Brewer's comments are equally as troubling as Moss' because of her use of the phrase "feminist propaganda." She seems to have brought up the phrase on her own, because that was never included in the moderator's question. As such, it's discouraging that such a negative word would be associated with a movement so dedicated to the positive move toward equality for all genders, women included. Again, Brewer's comments seem to dismiss the themes of the show which she is directly involved with, and her reticence to use "feminist" in a way that implies positivity is disheartening.
After reading the book and being able to watch the first few episodes of the forthcoming Hulu adaptation, I am having trouble wrapping my head around Moss' comments, because this adaptation appears to be feminist through and through.

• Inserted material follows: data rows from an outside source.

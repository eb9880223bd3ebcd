//! Immutable context carrier.
//!
//! A `Context` is a persistent singly-linked chain of typed values. Deriving
//! a child pushes a node in front of the parent's chain; the parent keeps
//! pointing at its own head and never sees the child's values.
//!
//! Setting a key that the head node already holds replaces the head rather
//! than stacking on it, so repeated attaches of one key keep the chain short.

use std::any::{Any, TypeId};
use std::fmt;
use std::sync::Arc;

struct Node {
    key: TypeId,
    value: Arc<dyn Any + Send + Sync>,
    parent: Option<Arc<Node>>,
}

impl Drop for Node {
    // Unlink iteratively; the default recursive drop overflows the stack on
    // long chains.
    fn drop(&mut self) {
        let mut next = self.parent.take();
        while let Some(node) = next {
            next = match Arc::into_inner(node) {
                Some(mut owned) => owned.parent.take(),
                None => None,
            };
        }
    }
}

/// Request-scoped carrier of typed values.
///
/// Values are addressed by a key *type* `K`; a module that keeps its key
/// type private owns its slot exclusively.
#[derive(Clone, Default)]
pub struct Context {
    head: Option<Arc<Node>>,
}

impl Context {
    /// The empty root context.
    pub fn background() -> Self {
        Self::default()
    }

    /// Derive a child context carrying `value` under key type `K`.
    ///
    /// A later lookup for `K` on the child resolves to `value`, shadowing
    /// any value the ancestors hold for the same key.
    pub fn with_value<K, V>(&self, value: V) -> Self
    where
        K: 'static,
        V: Any + Send + Sync,
    {
        let key = TypeId::of::<K>();
        let parent = match &self.head {
            Some(head) if head.key == key => head.parent.clone(),
            other => other.clone(),
        };
        Self {
            head: Some(Arc::new(Node {
                key,
                value: Arc::new(value),
                parent,
            })),
        }
    }

    /// Look up the nearest value stored under key type `K`.
    ///
    /// Returns `None` when no ancestor holds `K`, or when the nearest value
    /// for `K` is not a `V`.
    pub fn value<K, V>(&self) -> Option<&V>
    where
        K: 'static,
        V: Any,
    {
        let key = TypeId::of::<K>();
        let mut node = self.head.as_deref();
        while let Some(current) = node {
            if current.key == key {
                return current.value.downcast_ref::<V>();
            }
            node = current.parent.as_deref();
        }
        None
    }

    /// Number of values pushed onto this chain.
    pub fn depth(&self) -> usize {
        let mut depth = 0;
        let mut node = self.head.as_deref();
        while let Some(current) = node {
            depth += 1;
            node = current.parent.as_deref();
        }
        depth
    }
}

impl fmt::Debug for Context {
    fn fmt(&self, f: &mut fmt::Formatter<'_>) -> fmt::Result {
        f.debug_struct("Context").field("depth", &self.depth()).finish()
    }
}
//! Configuration file watcher for hot reload.

use std::path::{Path, PathBuf};
use std::sync::mpsc;
use std::time::Duration;

use notify::{Config, Event, RecommendedWatcher, RecursiveMode, Watcher};

use crate::config::install::init;
use crate::config::loader::{apply_env_overrides, load_config, ConfigError};
use crate::config::schema::LoggingConfig;

/// A watcher that re-installs the default backend when the file changes.
pub struct ConfigWatcher {
    path: PathBuf,
    update_tx: mpsc::Sender<LoggingConfig>,
}

impl ConfigWatcher {
    /// Create a new ConfigWatcher.
    ///
    /// Returns the watcher and a receiver for every configuration that was
    /// successfully applied.
    pub fn new(path: &Path) -> (Self, mpsc::Receiver<LoggingConfig>) {
        let (update_tx, update_rx) = mpsc::channel();

        (
            Self {
                path: path.to_path_buf(),
                update_tx,
            },
            update_rx,
        )
    }

    /// Start watching the file in a background thread.
    ///
    /// Watching stops when the returned watcher is dropped.
    pub fn run(self) -> Result<RecommendedWatcher, notify::Error> {
        let tx = self.update_tx.clone();
        let path = self.path.clone();

        let mut watcher = RecommendedWatcher::new(
            move |res: notify::Result<Event>| match res {
                Ok(event) => {
                    if event.kind.is_modify() || event.kind.is_create() {
                        tracing::info!(path = ?path, "Log config change detected, reloading");
                        match reload(&path) {
                            Ok(config) => {
                                let _ = tx.send(config);
                            }
                            Err(e) => {
                                tracing::error!(error = %e, "Failed to reload log config, keeping current backend");
                            }
                        }
                    }
                }
                Err(e) => tracing::error!(error = ?e, "Watch error"),
            },
            Config::default().with_poll_interval(Duration::from_secs(2)),
        )?;

        watcher.watch(&self.path, RecursiveMode::NonRecursive)?;

        tracing::info!(path = ?self.path, "Log config watcher started");
        Ok(watcher)
    }
}

/// Load `path`, apply environment overrides and install the result.
///
/// On error the current default backend is left in place.
pub fn reload(path: &Path) -> Result<LoggingConfig, ConfigError> {
    let config = apply_env_overrides(load_config(path)?)?;
    init(&config)?;
    Ok(config)
}
//! End-to-end behaviour of the facade over the logfmt backend.

use std::io;

use ctxlog::{context, fields, Context};

mod common;

#[test]
fn test_context_and_handle_scenario() {
    let (log, sink) = common::memory_logger();

    let ctx = context::with_fields(&Context::background(), &fields! { "k1" => "v1" });
    log.with_fields(&fields! { "k2" => "v2" }).info_c(&ctx, "info");

    log.with_field("k3", "v3").warnf_c(&ctx, format_args!("warn{}", 1));

    log.with_error(&io::Error::new(io::ErrorKind::Other, "err")).error("msg");

    let expected = "level=info msg=info k1=v1 k2=v2\n\
                    level=warning msg=warn1 k1=v1 k3=v3\n\
                    level=error msg=msg error=err\n";
    assert_eq!(sink.contents(), expected);
}

#[test]
fn test_sibling_contexts_do_not_observe_each_other() {
    let (log, sink) = common::memory_logger();

    let ctx0 = context::with_field(&Context::background(), "base", "b");
    let ctx1 = context::with_field(&ctx0, "a", "1");
    let ctx2 = context::with_field(&ctx0, "a", "2");

    log.info_c(&ctx1, "one");
    log.info_c(&ctx2, "two");
    log.info_c(&ctx0, "zero");

    assert_eq!(
        sink.lines(),
        vec![
            "level=info msg=one a=1 base=b",
            "level=info msg=two a=2 base=b",
            "level=info msg=zero base=b",
        ]
    );
}

#[test]
fn test_handle_derivations_are_independent() {
    let (h0, sink) = common::memory_logger();
    let h1 = h0.with_field("x", "1");
    let h2 = h0.with_field("x", "2");

    h2.info("two");
    h0.info("zero");
    h1.info("one");

    assert_eq!(
        sink.lines(),
        vec!["level=info msg=two x=2", "level=info msg=zero", "level=info msg=one x=1"]
    );
}

#[test]
fn test_hybrid_precedence() {
    let (log, sink) = common::memory_logger();
    let ctx = context::with_field(&Context::background(), "k1", "v1");

    log.with_field("k2", "v2").info_c(&ctx, "both");

    let ctx = context::with_field(&ctx, "same", "from-context");
    log.with_field("same", "from-handle").info_c(&ctx, "conflict");

    assert_eq!(
        sink.lines(),
        vec![
            "level=info msg=both k1=v1 k2=v2",
            "level=info msg=conflict k1=v1 same=from-handle",
        ]
    );
}

#[test]
fn test_ambient_and_handle_styles_render_identically() {
    let (log, sink) = common::memory_logger();
    let ctx = context::with_fields(&Context::background(), &fields! { "user" => "alice", "n" => 3 });

    // context style
    log.debugf_c(&ctx, format_args!("step {}", 1));
    // explicit handle style carrying the same fields
    ctxlog::Logger::from_context(&ctx)
        .with_backend(common::memory_backend(&sink))
        .debugf(format_args!("step {}", 1));

    let lines = sink.lines();
    assert_eq!(lines.len(), 2);
    assert_eq!(lines[0], lines[1]);
    assert_eq!(lines[0], "level=debug msg=\"step 1\" n=3 user=alice");
}

#[test]
fn test_plain_form_ignores_context() {
    let (log, sink) = common::memory_logger();
    let _ctx = context::with_field(&Context::background(), "k1", "v1");

    log.error("no fields");
    assert_eq!(sink.lines(), vec!["level=error msg=\"no fields\""]);
}

#[test]
fn test_repeated_key_in_context_chain_keeps_latest() {
    let (log, sink) = common::memory_logger();
    let ctx = context::with_field(&Context::background(), "k", "1");
    let ctx = context::with_fields(&ctx, &fields! { "k" => "2" });

    log.info_c(&ctx, "latest");
    assert_eq!(sink.lines(), vec!["level=info msg=latest k=2"]);
}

For the life of me, I can't argue that a show which focuses on (among other things) female agency, the control of female bodies by the government, female sexuality, and even women's place in society (e.g. the home over the workplace) is anything but feminist.
It is not inaccurate to say the women's rights are human rights. This argument has become a tenet of the feminist movement. It's also fair to say that when women are given equal opportunities, society benefits overall. In that respect, Moss and I agree. However, it is confusing and potentially inaccurate to categorize The Handmaid's Tale as a work which abides by the sentiment of universality, when it is so clearly focused on the treatment of women.
All I can say is that The Handmaid's Tale is and always will be a feminist work, no matter what form it takes. I hope Moss' words don't discourage you from watching, because The Handmaid's Tale is one of the most timely and critically important television shows being made in 2017.